** Stored data **
==============================
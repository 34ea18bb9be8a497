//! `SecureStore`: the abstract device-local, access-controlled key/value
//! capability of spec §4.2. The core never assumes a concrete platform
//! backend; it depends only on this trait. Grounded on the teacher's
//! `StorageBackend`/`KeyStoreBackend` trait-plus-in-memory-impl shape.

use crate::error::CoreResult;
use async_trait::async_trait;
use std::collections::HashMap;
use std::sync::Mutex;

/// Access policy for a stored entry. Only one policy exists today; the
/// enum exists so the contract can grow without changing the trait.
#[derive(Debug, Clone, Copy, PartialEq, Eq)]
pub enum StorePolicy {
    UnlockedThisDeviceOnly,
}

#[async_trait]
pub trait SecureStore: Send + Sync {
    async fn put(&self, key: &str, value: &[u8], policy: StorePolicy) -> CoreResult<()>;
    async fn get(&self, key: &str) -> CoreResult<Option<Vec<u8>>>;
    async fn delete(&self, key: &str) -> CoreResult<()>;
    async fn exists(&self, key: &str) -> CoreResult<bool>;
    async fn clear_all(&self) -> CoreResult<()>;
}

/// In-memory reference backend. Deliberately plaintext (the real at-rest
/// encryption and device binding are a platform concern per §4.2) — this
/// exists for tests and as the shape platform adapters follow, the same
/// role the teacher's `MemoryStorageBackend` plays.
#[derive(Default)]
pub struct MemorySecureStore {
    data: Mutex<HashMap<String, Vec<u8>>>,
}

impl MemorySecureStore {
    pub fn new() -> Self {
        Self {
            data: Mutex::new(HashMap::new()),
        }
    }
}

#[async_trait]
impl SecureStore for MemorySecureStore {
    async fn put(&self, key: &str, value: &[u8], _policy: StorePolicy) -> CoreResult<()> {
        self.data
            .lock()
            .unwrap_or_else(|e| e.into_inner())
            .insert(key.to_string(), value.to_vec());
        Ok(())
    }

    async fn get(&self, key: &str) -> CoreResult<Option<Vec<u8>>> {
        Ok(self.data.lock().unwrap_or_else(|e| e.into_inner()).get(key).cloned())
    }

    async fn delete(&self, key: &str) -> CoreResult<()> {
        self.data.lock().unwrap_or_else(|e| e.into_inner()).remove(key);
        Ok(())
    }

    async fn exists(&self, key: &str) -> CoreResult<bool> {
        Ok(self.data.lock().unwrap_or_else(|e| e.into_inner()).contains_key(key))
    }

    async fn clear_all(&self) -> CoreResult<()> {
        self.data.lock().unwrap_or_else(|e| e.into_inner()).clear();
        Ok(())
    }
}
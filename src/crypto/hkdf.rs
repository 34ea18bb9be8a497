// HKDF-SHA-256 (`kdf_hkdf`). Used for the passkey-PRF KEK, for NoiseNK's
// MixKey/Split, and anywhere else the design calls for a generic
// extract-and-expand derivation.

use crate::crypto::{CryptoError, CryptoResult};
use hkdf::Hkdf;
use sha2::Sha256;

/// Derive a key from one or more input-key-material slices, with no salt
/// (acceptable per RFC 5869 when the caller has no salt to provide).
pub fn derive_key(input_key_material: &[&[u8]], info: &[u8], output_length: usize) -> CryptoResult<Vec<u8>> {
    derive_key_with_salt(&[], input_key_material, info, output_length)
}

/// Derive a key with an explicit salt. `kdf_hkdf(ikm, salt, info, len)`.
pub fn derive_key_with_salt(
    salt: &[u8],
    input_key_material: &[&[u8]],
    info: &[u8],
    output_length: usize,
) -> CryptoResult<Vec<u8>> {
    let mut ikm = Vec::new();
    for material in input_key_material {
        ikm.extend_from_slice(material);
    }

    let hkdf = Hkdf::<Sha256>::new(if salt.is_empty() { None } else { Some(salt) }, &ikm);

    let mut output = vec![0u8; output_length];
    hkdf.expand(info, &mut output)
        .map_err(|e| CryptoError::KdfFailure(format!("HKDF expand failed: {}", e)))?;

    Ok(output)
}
==============================
** Work item **
Print every line of the records above without a single difference.

** Task solution **
repository 34ea18bb9be8a497
//! `SecureStore`: the abstract device-local, access-controlled key/value
//! capability of spec §4.2. The core never assumes a concrete platform
//! backend; it depends only on this trait. Grounded on the teacher's
//! `StorageBackend`/`KeyStoreBackend` trait-plus-in-memory-impl shape.

use crate::error::CoreResult;
use async_trait::async_trait;
use std::collections::HashMap;
use std::sync::Mutex;

/// Access policy for a stored entry. Only one policy exists today; the
/// enum exists so the contract can grow without changing the trait.
#[derive(Debug, Clone, Copy, PartialEq, Eq)]
pub enum StorePolicy {
    UnlockedThisDeviceOnly,
}

#[async_trait]
pub trait SecureStore: Send + Sync {
    async fn put(&self, key: &str, value: &[u8], policy: StorePolicy) -> CoreResult<()>;
    async fn get(&self, key: &str) -> CoreResult<Option<Vec<u8>>>;
    async fn delete(&self, key: &str) -> CoreResult<()>;
    async fn exists(&self, key: &str) -> CoreResult<bool>;
    async fn clear_all(&self) -> CoreResult<()>;
}

/// In-memory reference backend. Deliberately plaintext (the real at-rest
/// encryption and device binding are a platform concern per §4.2) — this
/// exists for tests and as the shape platform adapters follow, the same
/// role the teacher's `MemoryStorageBackend` plays.
#[derive(Default)]
pub struct MemorySecureStore {
    data: Mutex<HashMap<String, Vec<u8>>>,
}

impl MemorySecureStore {
    pub fn new() -> Self {
        Self {
            data: Mutex::new(HashMap::new()),
        }
    }
}

#[async_trait]
impl SecureStore for MemorySecureStore {
    async fn put(&self, key: &str, value: &[u8], _policy: StorePolicy) -> CoreResult<()> {
        self.data
            .lock()
            .unwrap_or_else(|e| e.into_inner())
            .insert(key.to_string(), value.to_vec());
        Ok(())
    }

    async fn get(&self, key: &str) -> CoreResult<Option<Vec<u8>>> {
        Ok(self.data.lock().unwrap_or_else(|e| e.into_inner()).get(key).cloned())
    }

    async fn delete(&self, key: &str) -> CoreResult<()> {
        self.data.lock().unwrap_or_else(|e| e.into_inner()).remove(key);
        Ok(())
    }

    async fn exists(&self, key: &str) -> CoreResult<bool> {
        Ok(self.data.lock().unwrap_or_else(|e| e.into_inner()).contains_key(key))
    }

    async fn clear_all(&self) -> CoreResult<()> {
        self.data.lock().unwrap_or_else(|e| e.into_inner()).clear();
        Ok(())
    }
}
filename src/crypto/hkdf.rs
repository 34ea18bb9be8a497
// HKDF-SHA-256 (`kdf_hkdf`). Used for the passkey-PRF KEK, for NoiseNK's
// MixKey/Split, and anywhere else the design calls for a generic
// extract-and-expand derivation.

use crate::crypto::{CryptoError, CryptoResult};
use hkdf::Hkdf;
use sha2::Sha256;

/// Derive a key from one or more input-key-material slices, with no salt
/// (acceptable per RFC 5869 when the caller has no salt to provide).
pub fn derive_key(input_key_material: &[&[u8]], info: &[u8], output_length: usize) -> CryptoResult<Vec<u8>> {
    derive_key_with_salt(&[], input_key_material, info, output_length)
}

/// Derive a key with an explicit salt. `kdf_hkdf(ikm, salt, info, len)`.
pub fn derive_key_with_salt(
    salt: &[u8],
    input_key_material: &[&[u8]],
    info: &[u8],
    output_length: usize,
) -> CryptoResult<Vec<u8>> {
    let mut ikm = Vec::new();
    for material in input_key_material {
        ikm.extend_from_slice(material);
    }

    let hkdf = Hkdf::<Sha256>::new(if salt.is_empty() { None } else { Some(salt) }, &ikm);

    let mut output = vec![0u8; output_length];
    hkdf.expand(info, &mut output)
        .map_err(|e| CryptoError::KdfFailure(format!("HKDF expand failed: {}", e)))?;

    Ok(output)
}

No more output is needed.